Nothing but an exact copy of the data should be given.

[Records excerpted from a collection]
▬▬▬▬▬▬▬▬▬▬

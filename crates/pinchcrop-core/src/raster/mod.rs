//! Raster buffers for the source and cropped images.
//!
//! Images are RGB8 in row-major order (3 bytes per pixel). The source image
//! is decoded once, with EXIF orientation applied so that the pixel grid lines
//! up with what the user sees on screen, and is never mutated afterwards.

mod decode;
mod encode;

pub use decode::{decode_image, DecodeError, Orientation};
pub use encode::{encode_jpeg, EncodeError};

use crate::error::CropError;

/// An RGB8 pixel buffer.
#[derive(Debug, Clone, PartialEq, Eq)]
pub struct PixelImage {
    /// Image width in pixels.
    pub width: u32,
    /// Image height in pixels.
    pub height: u32,
    /// RGB pixel data in row-major order (3 bytes per pixel).
    /// Length should be width * height * 3.
    pub pixels: Vec<u8>,
}

impl PixelImage {
    /// Create a new PixelImage with the given dimensions and pixel data.
    pub fn new(width: u32, height: u32, pixels: Vec<u8>) -> Self {
        debug_assert_eq!(
            pixels.len(),
            width as usize * height as usize * 3,
            "Pixel buffer size mismatch"
        );
        Self {
            width,
            height,
            pixels,
        }
    }

    /// Create a PixelImage, rejecting a buffer whose length does not match
    /// the dimensions.
    pub fn try_new(width: u32, height: u32, pixels: Vec<u8>) -> Result<Self, CropError> {
        let image = Self {
            width,
            height,
            pixels,
        };
        image.check_buffer()?;
        Ok(image)
    }

    /// Verify that the buffer holds exactly `width * height * 3` bytes.
    pub fn check_buffer(&self) -> Result<(), CropError> {
        let expected = u64::from(self.width) * u64::from(self.height) * 3;
        let actual = self.pixels.len() as u64;
        if expected != actual {
            return Err(CropError::BufferSizeMismatch {
                width: self.width,
                height: self.height,
                expected,
                actual,
            });
        }
        Ok(())
    }

    pub fn from_rgb_image(img: image::RgbImage) -> Self {
        let (width, height) = img.dimensions();
        Self {
            width,
            height,
            pixels: img.into_raw(),
        }
    }

    /// Convert to an image::RgbImage; `None` if the buffer length is wrong.
    pub fn to_rgb_image(&self) -> Option<image::RgbImage> {
        image::RgbImage::from_raw(self.width, self.height, self.pixels.clone())
    }

    pub fn is_empty(&self) -> bool {
        self.width == 0 || self.height == 0 || self.pixels.is_empty()
    }

    /// Copy out the `width`x`height` block whose top-left pixel is `(x, y)`.
    ///
    /// The caller guarantees the block lies inside the image and that the
    /// buffer passed `check_buffer`.
    pub(crate) fn copy_region(&self, x: u32, y: u32, width: u32, height: u32) -> PixelImage {
        debug_assert!(x + width <= self.width && y + height <= self.height);

        let src_stride = self.width as usize * 3;
        let row_bytes = width as usize * 3;
        let mut output = Vec::with_capacity(row_bytes * height as usize);

        for row in y..y + height {
            let start = row as usize * src_stride + x as usize * 3;
            output.extend_from_slice(&self.pixels[start..start + row_bytes]);
        }

        PixelImage {
            width,
            height,
            pixels: output,
        }
    }
}
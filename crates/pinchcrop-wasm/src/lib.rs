//! Pinchcrop WASM - WebAssembly bindings for the crop screen
//!
//! This crate exposes `pinchcrop-core` to JavaScript/TypeScript pages that
//! host an image picker's crop step.
//!
//! # Module Structure
//!
//! - `types` - WASM-compatible wrapper for RGB image data
//! - `codec` - source decoding and JPEG output
//! - `session` - the gesture-driven crop session
//!
//! # Usage
//!
//! ```typescript
//! import init, { decode_image, JsCropSession } from '@pinchcrop/wasm';
//!
//! await init();
//!
//! const source = decode_image(new Uint8Array(await file.arrayBuffer()));
//! const session = new JsCropSession(source, 1.0, 375, 667);
//! ```

use wasm_bindgen::prelude::*;

mod codec;
mod session;
mod types;

pub use codec::{decode_image, encode_jpeg};
pub use session::JsCropSession;
pub use types::JsPixelImage;

/// Get the version of the WASM module
#[wasm_bindgen]
pub fn version() -> String {
    env!("CARGO_PKG_VERSION").to_string()
}
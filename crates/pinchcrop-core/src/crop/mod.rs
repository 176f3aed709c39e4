//! Crop resolution: from on-screen geometry to source pixels.
//!
//! # Coordinate System
//!
//! - The crop frame and image surface are both in screen points
//! - The resolved region is in source-image pixels, origin top-left
//! - One scale ratio (`source width / surface width`) maps both axes, since
//!   the surface always shows the image at its native aspect ratio

mod apply;
mod region;

pub use apply::{crop_image, resolve_crop, CroppedResult};
pub use region::{resolve_region, PixelRect, PixelRegion};
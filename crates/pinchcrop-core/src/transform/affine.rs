//! Uniform scale + translation affine transform.

use serde::Serialize;

use crate::geometry::{Point, Rect};

/// A 2D affine transform restricted to uniform scale and translation.
///
/// As a 2×3 matrix this is
///
/// ```text
/// | scale_x  0        translate_x |
/// | 0        scale_y  translate_y |
/// ```
///
/// The fields are private so the `scale_x == scale_y` invariant holds for
/// every value constructed through this API.
#[derive(Debug, Clone, Copy, PartialEq, Serialize)]
#[serde(rename_all = "camelCase")]
pub struct ZoomTransform {
    scale_x: f64,
    scale_y: f64,
    translate_x: f64,
    translate_y: f64,
}

impl Default for ZoomTransform {
    fn default() -> Self {
        Self::IDENTITY
    }
}

impl ZoomTransform {
    pub const IDENTITY: ZoomTransform = ZoomTransform {
        scale_x: 1.0,
        scale_y: 1.0,
        translate_x: 0.0,
        translate_y: 0.0,
    };

    /// Create a transform with the given uniform scale and translation.
    pub fn new(scale: f64, translation: Point) -> Self {
        Self {
            scale_x: scale,
            scale_y: scale,
            translate_x: translation.x,
            translate_y: translation.y,
        }
    }

    pub fn scale(&self) -> f64 {
        self.scale_x
    }

    pub fn translation(&self) -> Point {
        Point::new(self.translate_x, self.translate_y)
    }

    pub fn is_identity(&self) -> bool {
        *self == Self::IDENTITY
    }

    /// Multiply the scale by `factor`, leaving the translation untouched.
    pub fn scaled_by(&self, factor: f64) -> Self {
        Self {
            scale_x: self.scale_x * factor,
            scale_y: self.scale_y * factor,
            ..*self
        }
    }

    /// Replace the scale, leaving the translation untouched.
    pub fn with_scale(&self, scale: f64) -> Self {
        Self {
            scale_x: scale,
            scale_y: scale,
            ..*self
        }
    }

    /// Add `delta` to the translation.
    pub fn translated_by(&self, delta: Point) -> Self {
        Self {
            translate_x: self.translate_x + delta.x,
            translate_y: self.translate_y + delta.y,
            ..*self
        }
    }

    /// Row-major 2×3 matrix `[[a, c, tx], [b, d, ty]]`.
    pub fn to_matrix(&self) -> [[f64; 3]; 2] {
        [
            [self.scale_x, 0.0, self.translate_x],
            [0.0, self.scale_y, self.translate_y],
        ]
    }

    /// Apply the transform to an untransformed frame: scale about its center,
    /// then offset by the translation.
    pub fn apply_to_frame(&self, base: &Rect) -> Rect {
        let center = base.center() + self.translation();
        Rect::from_center(center, base.size.scaled(self.scale_x))
    }
}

▬▬▬▬▬▬▬▬▬▬

Reply to the exercise:
filename crates/pinchcrop-core/src/raster/mod.rs
//! Raster buffers for the source and cropped images.
//!
//! Images are RGB8 in row-major order (3 bytes per pixel). The source image
//! is decoded once, with EXIF orientation applied so that the pixel grid lines
//! up with what the user sees on screen, and is never mutated afterwards.

mod decode;
mod encode;

pub use decode::{decode_image, DecodeError, Orientation};
pub use encode::{encode_jpeg, EncodeError};

use crate::error::CropError;

/// An RGB8 pixel buffer.
#[derive(Debug, Clone, PartialEq, Eq)]
pub struct PixelImage {
    /// Image width in pixels.
    pub width: u32,
    /// Image height in pixels.
    pub height: u32,
    /// RGB pixel data in row-major order (3 bytes per pixel).
    /// Length should be width * height * 3.
    pub pixels: Vec<u8>,
}

impl PixelImage {
    /// Create a new PixelImage with the given dimensions and pixel data.
    pub fn new(width: u32, height: u32, pixels: Vec<u8>) -> Self {
        debug_assert_eq!(
            pixels.len(),
            width as usize * height as usize * 3,
            "Pixel buffer size mismatch"
        );
        Self {
            width,
            height,
            pixels,
        }
    }

    /// Create a PixelImage, rejecting a buffer whose length does not match
    /// the dimensions.
    pub fn try_new(width: u32, height: u32, pixels: Vec<u8>) -> Result<Self, CropError> {
        let image = Self {
            width,
            height,
            pixels,
        };
        image.check_buffer()?;
        Ok(image)
    }

    /// Verify that the buffer holds exactly `width * height * 3` bytes.
    pub fn check_buffer(&self) -> Result<(), CropError> {
        let expected = u64::from(self.width) * u64::from(self.height) * 3;
        let actual = self.pixels.len() as u64;
        if expected != actual {
            return Err(CropError::BufferSizeMismatch {
                width: self.width,
                height: self.height,
                expected,
                actual,
            });
        }
        Ok(())
    }

    pub fn from_rgb_image(img: image::RgbImage) -> Self {
        let (width, height) = img.dimensions();
        Self {
            width,
            height,
            pixels: img.into_raw(),
        }
    }

    /// Convert to an image::RgbImage; `None` if the buffer length is wrong.
    pub fn to_rgb_image(&self) -> Option<image::RgbImage> {
        image::RgbImage::from_raw(self.width, self.height, self.pixels.clone())
    }

    pub fn is_empty(&self) -> bool {
        self.width == 0 || self.height == 0 || self.pixels.is_empty()
    }

    /// Copy out the `width`x`height` block whose top-left pixel is `(x, y)`.
    ///
    /// The caller guarantees the block lies inside the image and that the
    /// buffer passed `check_buffer`.
    pub(crate) fn copy_region(&self, x: u32, y: u32, width: u32, height: u32) -> PixelImage {
        debug_assert!(x + width <= self.width && y + height <= self.height);

        let src_stride = self.width as usize * 3;
        let row_bytes = width as usize * 3;
        let mut output = Vec::with_capacity(row_bytes * height as usize);

        for row in y..y + height {
            let start = row as usize * src_stride + x as usize * 3;
            output.extend_from_slice(&self.pixels[start..start + row_bytes]);
        }

        PixelImage {
            width,
            height,
            pixels: output,
        }
    }
}
filename crates/pinchcrop-wasm/src/lib.rs
//! Pinchcrop WASM - WebAssembly bindings for the crop screen
//!
//! This crate exposes `pinchcrop-core` to JavaScript/TypeScript pages that
//! host an image picker's crop step.
//!
//! # Module Structure
//!
//! - `types` - WASM-compatible wrapper for RGB image data
//! - `codec` - source decoding and JPEG output
//! - `session` - the gesture-driven crop session
//!
//! # Usage
//!
//! ```typescript
//! import init, { decode_image, JsCropSession } from '@pinchcrop/wasm';
//!
//! await init();
//!
//! const source = decode_image(new Uint8Array(await file.arrayBuffer()));
//! const session = new JsCropSession(source, 1.0, 375, 667);
//! ```

use wasm_bindgen::prelude::*;

mod codec;
mod session;
mod types;

pub use codec::{decode_image, encode_jpeg};
pub use session::JsCropSession;
pub use types::JsPixelImage;

/// Get the version of the WASM module
#[wasm_bindgen]
pub fn version() -> String {
    env!("CARGO_PKG_VERSION").to_string()
}
filename crates/pinchcrop-core/src/crop/mod.rs
repository 176f3aed709c39e4
//! Crop resolution: from on-screen geometry to source pixels.
//!
//! # Coordinate System
//!
//! - The crop frame and image surface are both in screen points
//! - The resolved region is in source-image pixels, origin top-left
//! - One scale ratio (`source width / surface width`) maps both axes, since
//!   the surface always shows the image at its native aspect ratio

mod apply;
mod region;

pub use apply::{crop_image, resolve_crop, CroppedResult};
pub use region::{resolve_region, PixelRect, PixelRegion};
filename crates/pinchcrop-core/src/transform/affine.rs
//! Uniform scale + translation affine transform.

use serde::Serialize;

use crate::geometry::{Point, Rect};

/// A 2D affine transform restricted to uniform scale and translation.
///
/// As a 2×3 matrix this is
///
/// ```text
/// | scale_x  0        translate_x |
/// | 0        scale_y  translate_y |
/// ```
///
/// The fields are private so the `scale_x == scale_y` invariant holds for
/// every value constructed through this API.
#[derive(Debug, Clone, Copy, PartialEq, Serialize)]
#[serde(rename_all = "camelCase")]
pub struct ZoomTransform {
    scale_x: f64,
    scale_y: f64,
    translate_x: f64,
    translate_y: f64,
}

impl Default for ZoomTransform {
    fn default() -> Self {
        Self::IDENTITY
    }
}

impl ZoomTransform {
    pub const IDENTITY: ZoomTransform = ZoomTransform {
        scale_x: 1.0,
        scale_y: 1.0,
        translate_x: 0.0,
        translate_y: 0.0,
    };

    /// Create a transform with the given uniform scale and translation.
    pub fn new(scale: f64, translation: Point) -> Self {
        Self {
            scale_x: scale,
            scale_y: scale,
            translate_x: translation.x,
            translate_y: translation.y,
        }
    }

    pub fn scale(&self) -> f64 {
        self.scale_x
    }

    pub fn translation(&self) -> Point {
        Point::new(self.translate_x, self.translate_y)
    }

    pub fn is_identity(&self) -> bool {
        *self == Self::IDENTITY
    }

    /// Multiply the scale by `factor`, leaving the translation untouched.
    pub fn scaled_by(&self, factor: f64) -> Self {
        Self {
            scale_x: self.scale_x * factor,
            scale_y: self.scale_y * factor,
            ..*self
        }
    }

    /// Replace the scale, leaving the translation untouched.
    pub fn with_scale(&self, scale: f64) -> Self {
        Self {
            scale_x: scale,
            scale_y: scale,
            ..*self
        }
    }

    /// Add `delta` to the translation.
    pub fn translated_by(&self, delta: Point) -> Self {
        Self {
            translate_x: self.translate_x + delta.x,
            translate_y: self.translate_y + delta.y,
            ..*self
        }
    }

    /// Row-major 2×3 matrix `[[a, c, tx], [b, d, ty]]`.
    pub fn to_matrix(&self) -> [[f64; 3]; 2] {
        [
            [self.scale_x, 0.0, self.translate_x],
            [0.0, self.scale_y, self.translate_y],
        ]
    }

    /// Apply the transform to an untransformed frame: scale about its center,
    /// then offset by the translation.
    pub fn apply_to_frame(&self, base: &Rect) -> Rect {
        let center = base.center() + self.translation();
        Rect::from_center(center, base.size.scaled(self.scale_x))
    }
}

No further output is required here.